**Task to complete**:
Find every line containing the word "ColorEquivalenceMap" in the records below; report only how many there are.

Stored data

+ + + +

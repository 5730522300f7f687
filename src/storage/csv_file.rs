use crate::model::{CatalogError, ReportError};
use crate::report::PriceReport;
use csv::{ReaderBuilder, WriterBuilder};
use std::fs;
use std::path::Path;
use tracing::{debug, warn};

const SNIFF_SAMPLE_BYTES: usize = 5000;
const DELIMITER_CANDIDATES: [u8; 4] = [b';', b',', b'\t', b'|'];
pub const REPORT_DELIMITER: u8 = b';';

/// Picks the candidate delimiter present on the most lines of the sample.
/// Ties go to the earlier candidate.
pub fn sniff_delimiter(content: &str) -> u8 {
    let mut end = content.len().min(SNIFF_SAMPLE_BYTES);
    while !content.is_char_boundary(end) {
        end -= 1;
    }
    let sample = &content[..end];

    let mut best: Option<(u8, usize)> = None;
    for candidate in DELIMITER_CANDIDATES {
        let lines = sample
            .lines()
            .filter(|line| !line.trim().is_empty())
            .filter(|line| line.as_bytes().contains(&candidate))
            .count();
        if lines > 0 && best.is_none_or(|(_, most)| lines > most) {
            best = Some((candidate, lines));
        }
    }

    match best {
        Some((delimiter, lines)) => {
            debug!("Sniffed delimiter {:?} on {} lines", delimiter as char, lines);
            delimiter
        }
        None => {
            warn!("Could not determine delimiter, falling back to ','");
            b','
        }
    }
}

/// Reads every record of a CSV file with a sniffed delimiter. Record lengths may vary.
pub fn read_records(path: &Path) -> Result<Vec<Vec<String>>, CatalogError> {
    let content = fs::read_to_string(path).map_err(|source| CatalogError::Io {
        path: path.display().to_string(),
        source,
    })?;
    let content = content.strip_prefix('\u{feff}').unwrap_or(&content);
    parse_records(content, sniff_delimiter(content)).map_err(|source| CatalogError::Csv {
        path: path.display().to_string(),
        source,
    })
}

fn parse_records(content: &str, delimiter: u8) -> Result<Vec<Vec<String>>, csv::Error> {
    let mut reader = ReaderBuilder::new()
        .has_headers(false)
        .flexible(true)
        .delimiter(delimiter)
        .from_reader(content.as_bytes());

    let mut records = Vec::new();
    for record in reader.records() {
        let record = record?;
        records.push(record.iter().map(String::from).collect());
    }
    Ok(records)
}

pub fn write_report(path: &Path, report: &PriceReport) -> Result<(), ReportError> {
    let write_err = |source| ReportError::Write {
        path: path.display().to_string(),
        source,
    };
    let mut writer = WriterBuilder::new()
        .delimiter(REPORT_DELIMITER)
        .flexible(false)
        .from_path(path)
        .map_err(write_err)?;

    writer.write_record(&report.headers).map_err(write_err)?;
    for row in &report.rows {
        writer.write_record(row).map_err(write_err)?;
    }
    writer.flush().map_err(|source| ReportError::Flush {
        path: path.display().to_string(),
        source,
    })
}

+ + + +

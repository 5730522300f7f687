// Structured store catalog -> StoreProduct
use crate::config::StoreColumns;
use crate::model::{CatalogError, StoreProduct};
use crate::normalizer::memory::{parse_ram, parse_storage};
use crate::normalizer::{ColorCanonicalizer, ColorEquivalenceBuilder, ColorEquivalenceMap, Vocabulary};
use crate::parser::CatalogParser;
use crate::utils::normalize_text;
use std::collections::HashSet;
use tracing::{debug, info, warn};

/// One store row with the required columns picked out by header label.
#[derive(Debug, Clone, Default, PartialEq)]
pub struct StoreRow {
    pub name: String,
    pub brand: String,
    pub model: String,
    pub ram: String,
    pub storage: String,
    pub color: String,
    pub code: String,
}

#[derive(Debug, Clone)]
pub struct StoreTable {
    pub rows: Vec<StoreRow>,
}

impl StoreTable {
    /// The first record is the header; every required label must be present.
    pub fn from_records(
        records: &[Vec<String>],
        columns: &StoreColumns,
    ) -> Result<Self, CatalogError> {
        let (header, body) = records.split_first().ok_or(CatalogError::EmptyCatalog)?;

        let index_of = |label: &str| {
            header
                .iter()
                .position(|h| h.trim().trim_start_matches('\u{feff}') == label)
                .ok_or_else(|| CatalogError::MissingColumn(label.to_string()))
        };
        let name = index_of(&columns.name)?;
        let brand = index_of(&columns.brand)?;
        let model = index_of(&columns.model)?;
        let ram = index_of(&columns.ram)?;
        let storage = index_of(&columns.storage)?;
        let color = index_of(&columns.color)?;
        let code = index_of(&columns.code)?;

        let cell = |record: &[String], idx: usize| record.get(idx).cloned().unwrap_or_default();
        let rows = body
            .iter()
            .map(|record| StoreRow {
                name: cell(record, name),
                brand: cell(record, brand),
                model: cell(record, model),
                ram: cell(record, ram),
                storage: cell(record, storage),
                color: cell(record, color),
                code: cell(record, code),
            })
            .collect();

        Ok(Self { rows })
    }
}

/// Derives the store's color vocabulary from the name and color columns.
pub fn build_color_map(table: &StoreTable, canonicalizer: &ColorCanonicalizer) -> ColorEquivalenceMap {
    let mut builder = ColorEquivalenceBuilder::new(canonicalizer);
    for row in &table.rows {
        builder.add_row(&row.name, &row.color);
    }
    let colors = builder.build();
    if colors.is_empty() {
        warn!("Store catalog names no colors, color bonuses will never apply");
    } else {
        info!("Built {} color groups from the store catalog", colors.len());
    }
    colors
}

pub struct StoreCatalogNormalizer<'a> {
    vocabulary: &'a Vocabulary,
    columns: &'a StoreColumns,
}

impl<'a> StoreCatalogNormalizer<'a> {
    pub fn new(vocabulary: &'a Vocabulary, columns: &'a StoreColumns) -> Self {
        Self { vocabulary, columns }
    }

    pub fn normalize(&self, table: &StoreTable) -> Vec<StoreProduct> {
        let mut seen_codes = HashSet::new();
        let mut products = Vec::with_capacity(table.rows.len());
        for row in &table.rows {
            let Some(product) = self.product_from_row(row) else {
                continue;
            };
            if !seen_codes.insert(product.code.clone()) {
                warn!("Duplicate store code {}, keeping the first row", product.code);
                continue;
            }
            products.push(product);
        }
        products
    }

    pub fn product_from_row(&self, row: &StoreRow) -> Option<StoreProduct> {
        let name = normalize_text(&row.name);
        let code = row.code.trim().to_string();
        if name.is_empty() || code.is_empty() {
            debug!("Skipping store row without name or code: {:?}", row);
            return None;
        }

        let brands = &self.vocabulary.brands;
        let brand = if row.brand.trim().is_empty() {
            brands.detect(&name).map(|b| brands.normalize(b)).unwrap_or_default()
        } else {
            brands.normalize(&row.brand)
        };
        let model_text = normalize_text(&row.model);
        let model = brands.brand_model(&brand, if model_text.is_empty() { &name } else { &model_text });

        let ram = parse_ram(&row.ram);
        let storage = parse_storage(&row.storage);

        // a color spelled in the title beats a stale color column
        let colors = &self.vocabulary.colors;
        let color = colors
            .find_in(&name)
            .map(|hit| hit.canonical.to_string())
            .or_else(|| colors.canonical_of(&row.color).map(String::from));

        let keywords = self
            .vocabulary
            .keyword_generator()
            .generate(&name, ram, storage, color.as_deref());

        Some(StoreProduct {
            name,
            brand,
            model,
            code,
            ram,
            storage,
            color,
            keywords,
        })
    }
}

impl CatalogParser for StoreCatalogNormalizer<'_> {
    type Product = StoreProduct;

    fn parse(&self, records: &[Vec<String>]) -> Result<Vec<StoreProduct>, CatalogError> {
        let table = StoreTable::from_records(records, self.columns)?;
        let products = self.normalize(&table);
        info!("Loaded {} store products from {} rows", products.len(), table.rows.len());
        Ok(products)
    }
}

+ + + +

**Problem solution**:
2